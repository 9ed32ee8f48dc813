use std::io::Write;
use std::path::Path;
use std::time::Duration;

use async_trait::async_trait;
use pdf_oxide::PdfDocument;

use crate::application::ports::{FileLoader, FileLoaderError};
use crate::domain::{Document, DocumentFormat};

pub const DEFAULT_EXTRACTION_TIMEOUT: Duration = Duration::from_secs(30);

pub struct PdfAdapter {
    timeout: Duration,
}

impl Default for PdfAdapter {
    fn default() -> Self {
        Self::new(DEFAULT_EXTRACTION_TIMEOUT)
    }
}

impl PdfAdapter {
    pub fn new(timeout: Duration) -> Self {
        Self { timeout }
    }

    /// Concatenates the text of every page in document order. The document is
    /// closed when this returns, on success or failure.
    fn extract_pages(path: &Path) -> Result<String, FileLoaderError> {
        let doc = PdfDocument::open(path)
            .map_err(|e| FileLoaderError::ExtractionFailed(format!("failed to parse PDF: {e}")))?;

        let page_count = doc.page_count().map_err(|e| {
            FileLoaderError::ExtractionFailed(format!("failed to read page count: {e}"))
        })?;

        let mut text = String::new();
        for page_index in 0..page_count {
            let page_text = doc.extract_text(page_index).map_err(|e| {
                FileLoaderError::ExtractionFailed(format!(
                    "failed to extract page {}: {e}",
                    page_index + 1
                ))
            })?;
            text.push_str(&page_text);
        }

        tracing::debug!(page_count, chars = text.len(), "PDF pages read");
        Ok(text)
    }
}

#[async_trait]
impl FileLoader for PdfAdapter {
    #[tracing::instrument(skip(self, data), fields(filename = %document.filename))]
    async fn extract_text(
        &self,
        data: &[u8],
        document: &Document,
    ) -> Result<String, FileLoaderError> {
        if document.format != DocumentFormat::Pdf {
            return Err(FileLoaderError::UnsupportedFormat(
                document.format.to_string(),
            ));
        }

        let mut temp_file = tempfile::NamedTempFile::new().map_err(|e| {
            FileLoaderError::ExtractionFailed(format!("failed to create temp file: {e}"))
        })?;

        temp_file.write_all(data).map_err(|e| {
            FileLoaderError::ExtractionFailed(format!("failed to write temp file: {e}"))
        })?;

        // The temp file moves into the blocking task and is removed when it finishes.
        let text = tokio::time::timeout(
            self.timeout,
            tokio::task::spawn_blocking(move || Self::extract_pages(temp_file.path())),
        )
        .await
        .map_err(|_| FileLoaderError::ExtractionFailed("PDF extraction timed out".to_string()))?
        .map_err(|e| FileLoaderError::ExtractionFailed(format!("task join error: {e}")))??;

        tracing::info!(chars = text.len(), "PDF text extraction complete");
        Ok(text)
    }
}
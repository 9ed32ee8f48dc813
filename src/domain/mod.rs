mod analysis_outcome;
mod category;
mod classification;
mod document;
mod pipeline_stage;
mod prompt;
mod sentinel;
mod submission;

pub use analysis_outcome::AnalysisOutcome;
pub use category::Category;
pub use classification::Classification;
pub use document::{Document, DocumentFormat};
pub use pipeline_stage::PipelineStage;
pub use prompt::Prompt;
pub use sentinel::Sentinel;
pub use submission::{ResolvedInput, Submission, UploadedFile};
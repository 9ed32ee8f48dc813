/// Chat messages sent to the provider for one classification.
#[derive(Debug, Clone, PartialEq, Eq)]
pub struct Prompt {
    pub system_message: String,
    pub user_message: String,
}
mod openai_client;

pub use openai_client::{OpenAiClient, parse_classification};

***

WORK TO COMPLETE: Send back an exact copy of only the lines from the line with "Self::new(DEFAULT_EXTRACTION_TIMEOUT)" up to and including the line with "for page_index in" in the data above.

REPLY TO THE EXERCISE:
        Self::new(DEFAULT_EXTRACTION_TIMEOUT)
    }
}

impl PdfAdapter {
    pub fn new(timeout: Duration) -> Self {
        Self { timeout }
    }

    /// Concatenates the text of every page in document order. The document is
    /// closed when this returns, on success or failure.
    fn extract_pages(path: &Path) -> Result<String, FileLoaderError> {
        let doc = PdfDocument::open(path)
            .map_err(|e| FileLoaderError::ExtractionFailed(format!("failed to parse PDF: {e}")))?;

        let page_count = doc.page_count().map_err(|e| {
            FileLoaderError::ExtractionFailed(format!("failed to read page count: {e}"))
        })?;

        let mut text = String::new();
        for page_index in 0..page_count {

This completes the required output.